*** RECORDS FOR THIS TASK ***
use chrono::{DateTime, Utc};
use serde::Serialize;

use super::directory::ResourceStatistics;
use crate::date::{day_string, parse_loose};
use crate::model::{Resource, ResourceStatus};

const RECENT_RESOURCES: usize = 5;
const MAX_ACTIVITIES: usize = 4;

#[derive(Debug, Clone, PartialEq, Eq, Serialize)]
pub struct StatusSlice {
    pub status: ResourceStatus,
    pub label: &'static str,
    pub count: usize,
}

#[derive(Debug, Clone, Copy, PartialEq, Eq, Serialize)]
#[serde(rename_all = "lowercase")]
pub enum ActivityKind {
    Deployment,
    Softblock,
    Atp,
}

#[derive(Debug, Clone, PartialEq, Eq, Serialize)]
pub struct Activity {
    pub action: String,
    pub time: String,
    #[serde(rename = "type")]
    pub kind: ActivityKind,
    pub link: String,
}

#[derive(Debug, Clone, PartialEq, Serialize)]
#[serde(rename_all = "camelCase")]
pub struct DashboardSummary {
    pub statistics: ResourceStatistics,
    pub utilization_rate: u32,
    pub atp_percentage: u32,
    pub status_distribution: Vec<StatusSlice>,
    pub recent_activity: Vec<Activity>,
}

fn status_label(status: ResourceStatus) -> &'static str {
    match status {
        ResourceStatus::Atp => "ATP",
        ResourceStatus::Deployed => "Deployed",
        ResourceStatus::SoftBlocked => "Soft Blocked",
        ResourceStatus::Notice => "Notice",
        ResourceStatus::Leave => "Leave",
        ResourceStatus::Trainee => "Trainee",
        ResourceStatus::InterviewScheduled => "Interview Scheduled",
    }
}

/// `part` as a rounded percentage of `total`; zero when there is no total.
pub fn percentage(part: u64, total: u64) -> u32 {
    if total == 0 {
        return 0;
    }
    (part as f64 / total as f64 * 100.0).round() as u32
}

/// Status counts in first-seen order.
pub fn status_distribution(resources: &[Resource]) -> Vec<StatusSlice> {
    let mut slices: Vec<StatusSlice> = Vec::new();
    for resource in resources {
        match slices.iter_mut().find(|s| s.status == resource.status) {
            Some(slice) => slice.count += 1,
            None => slices.push(StatusSlice {
                status: resource.status,
                label: status_label(resource.status),
                count: 1,
            }),
        }
    }
    slices
}

/// `N hour(s) ago` below a day, `N day(s) ago` after.
pub fn relative_time(then: DateTime<Utc>, now: DateTime<Utc>) -> String {
    let hours = (now - then).num_hours().max(0);
    let (value, unit) = if hours < 24 { (hours, "hour") } else { (hours / 24, "day") };
    let plural = if value == 1 { "" } else { "s" };
    format!("{value} {unit}{plural} ago")
}

/// Activity for the most recently updated resources. Resources without a
/// readable `updatedAt` are not ranked.
pub fn recent_activity(resources: &[Resource], now: DateTime<Utc>) -> Vec<Activity> {
    let mut ranked: Vec<(DateTime<Utc>, &Resource)> = resources
        .iter()
        .filter_map(|r| parse_loose(&r.updated_at).map(|at| (at, r)))
        .collect();
    ranked.sort_by(|a, b| b.0.cmp(&a.0));

    ranked
        .into_iter()
        .take(RECENT_RESOURCES)
        .filter(|(_, r)| !r.name.is_empty())
        .filter_map(|(updated, resource)| activity_for(resource, relative_time(updated, now)))
        .take(MAX_ACTIVITIES)
        .collect()
}

fn activity_for(resource: &Resource, time: String) -> Option<Activity> {
    let profile_link = format!("/resource/{}", resource.display_id());

    if resource.status == ResourceStatus::Deployed {
        return Some(Activity {
            action: format!("{} deployed", resource.name),
            time,
            kind: ActivityKind::Deployment,
            link: profile_link,
        });
    }

    if let Some(latest) = resource.soft_blocks.last() {
        if latest.end_date.is_empty() {
            return None;
        }
        let until = parse_loose(&latest.end_date)
            .map(day_string)
            .unwrap_or_else(|| latest.end_date.clone());
        return Some(Activity {
            action: format!("{} soft blocked until {until}", resource.name),
            time,
            kind: ActivityKind::Softblock,
            link: "/soft-blocks".to_string(),
        });
    }

    (resource.status == ResourceStatus::Atp).then(|| Activity {
        action: format!("{} available (ATP)", resource.name),
        time,
        kind: ActivityKind::Atp,
        link: profile_link,
    })
}

/// Dashboard figures. `upstream` statistics take precedence where non-zero.
pub fn dashboard_summary(
    resources: &[Resource],
    upstream: Option<&ResourceStatistics>,
    now: DateTime<Utc>,
) -> DashboardSummary {
    let local = ResourceStatistics::from_resources(resources);
    let statistics = match upstream {
        Some(remote) => local.merge_upstream(remote),
        None => local,
    };

    DashboardSummary {
        utilization_rate: percentage(statistics.deployed, statistics.total),
        atp_percentage: percentage(statistics.atp, statistics.total),
        status_distribution: status_distribution(resources),
        recent_activity: recent_activity(resources, now),
        statistics,
    }
}
use std::collections::{BTreeMap, BTreeSet};

use serde::{Deserialize, Serialize};

use crate::model::{Resource, ResourceStatus};

/// Bench directory narrowing. Unset fields match everything.
#[derive(Debug, Clone, Default, PartialEq, Deserialize)]
pub struct DirectoryFilter {
    /// Case-insensitive substring over name, email, designation and skill names.
    pub search: Option<String>,
    pub status: Option<ResourceStatus>,
    /// Exact location.
    pub location: Option<String>,
    /// Exact skill name.
    pub skill: Option<String>,
    /// Minimum total years; resources with unknown experience never match.
    pub min_experience: Option<f64>,
}

impl DirectoryFilter {
    pub fn matches(&self, resource: &Resource) -> bool {
        self.matches_search(resource)
            && self.status.is_none_or(|status| resource.status == status)
            && self
                .location
                .as_deref()
                .is_none_or(|location| resource.location == location)
            && self
                .skill
                .as_deref()
                .is_none_or(|skill| resource.skills.iter().any(|s| s.name == skill))
            && self.min_experience.is_none_or(|min| {
                resource
                    .total_experience
                    .is_some_and(|years| years >= min)
            })
    }

    fn matches_search(&self, resource: &Resource) -> bool {
        let Some(term) = self.search.as_deref().map(str::trim).filter(|t| !t.is_empty()) else {
            return true;
        };
        let needle = term.to_lowercase();

        [&resource.name, &resource.email, &resource.designation]
            .iter()
            .any(|field| field.to_lowercase().contains(&needle))
            || resource
                .skills
                .iter()
                .any(|skill| skill.name.to_lowercase().contains(&needle))
    }

    pub fn apply<'a>(&self, resources: &'a [Resource]) -> Vec<&'a Resource> {
        resources.iter().filter(|r| self.matches(r)).collect()
    }
}

#[derive(Debug, Clone, PartialEq, Serialize)]
#[serde(rename_all = "camelCase")]
pub struct Page<T> {
    pub items: Vec<T>,
    pub page: usize,
    pub per_page: usize,
    pub total_items: usize,
    pub total_pages: usize,
}

/// 1-based page slice. Pages past the end come back empty.
pub fn paginate<T>(items: Vec<T>, page: usize, per_page: usize) -> Page<T> {
    let page = page.max(1);
    let per_page = per_page.max(1);
    let total_items = items.len();

    let items = items
        .into_iter()
        .skip((page - 1).saturating_mul(per_page))
        .take(per_page)
        .collect();

    Page {
        items,
        page,
        per_page,
        total_items,
        total_pages: total_items.div_ceil(per_page),
    }
}

/// Bench headcounts, as reported upstream or computed locally.
#[derive(Debug, Clone, Default, PartialEq, Eq, Serialize, Deserialize)]
#[serde(rename_all = "camelCase", default)]
pub struct ResourceStatistics {
    pub total: u64,
    pub atp: u64,
    pub deployed: u64,
    pub soft_blocked: u64,
    pub by_status: BTreeMap<String, u64>,
    pub by_location: BTreeMap<String, u64>,
}

impl ResourceStatistics {
    pub fn from_resources(resources: &[Resource]) -> Self {
        let count = |status| resources.iter().filter(|r| r.status == status).count() as u64;

        let mut by_status = BTreeMap::new();
        let mut by_location = BTreeMap::new();
        for resource in resources {
            *by_status.entry(resource.status.as_ref().to_string()).or_insert(0) += 1;
            if !resource.location.is_empty() {
                *by_location.entry(resource.location.clone()).or_insert(0) += 1;
            }
        }

        Self {
            total: resources.len() as u64,
            atp: count(ResourceStatus::Atp),
            deployed: count(ResourceStatus::Deployed),
            soft_blocked: count(ResourceStatus::SoftBlocked),
            by_status,
            by_location,
        }
    }

    /// Upstream figures win wherever they are non-zero (or non-empty).
    pub fn merge_upstream(self, upstream: &ResourceStatistics) -> Self {
        let pick = |remote: u64, local: u64| if remote > 0 { remote } else { local };
        let pick_map = |remote: &BTreeMap<String, u64>, local: BTreeMap<String, u64>| {
            if remote.is_empty() { local } else { remote.clone() }
        };

        Self {
            total: pick(upstream.total, self.total),
            atp: pick(upstream.atp, self.atp),
            deployed: pick(upstream.deployed, self.deployed),
            soft_blocked: pick(upstream.soft_blocked, self.soft_blocked),
            by_status: pick_map(&upstream.by_status, self.by_status),
            by_location: pick_map(&upstream.by_location, self.by_location),
        }
    }
}

/// Sorted, de-duplicated non-empty locations.
pub fn distinct_locations(resources: &[Resource]) -> Vec<String> {
    resources
        .iter()
        .filter(|r| !r.location.is_empty())
        .map(|r| r.location.clone())
        .collect::<BTreeSet<_>>()
        .into_iter()
        .collect()
}

/// Sorted, de-duplicated skill names.
pub fn distinct_skills(resources: &[Resource]) -> Vec<String> {
    resources
        .iter()
        .flat_map(|r| r.skills.iter())
        .filter(|s| !s.name.is_empty())
        .map(|s| s.name.clone())
        .collect::<BTreeSet<_>>()
        .into_iter()
        .collect()
}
*** End of RECORDS FOR THIS TASK ***
▸ **PROMPT**:
Search the data for the string "impl" and copy each line where it appears.

▸ **RESPONSE TO THIS TASK**:
impl DirectoryFilter {
impl ResourceStatistics {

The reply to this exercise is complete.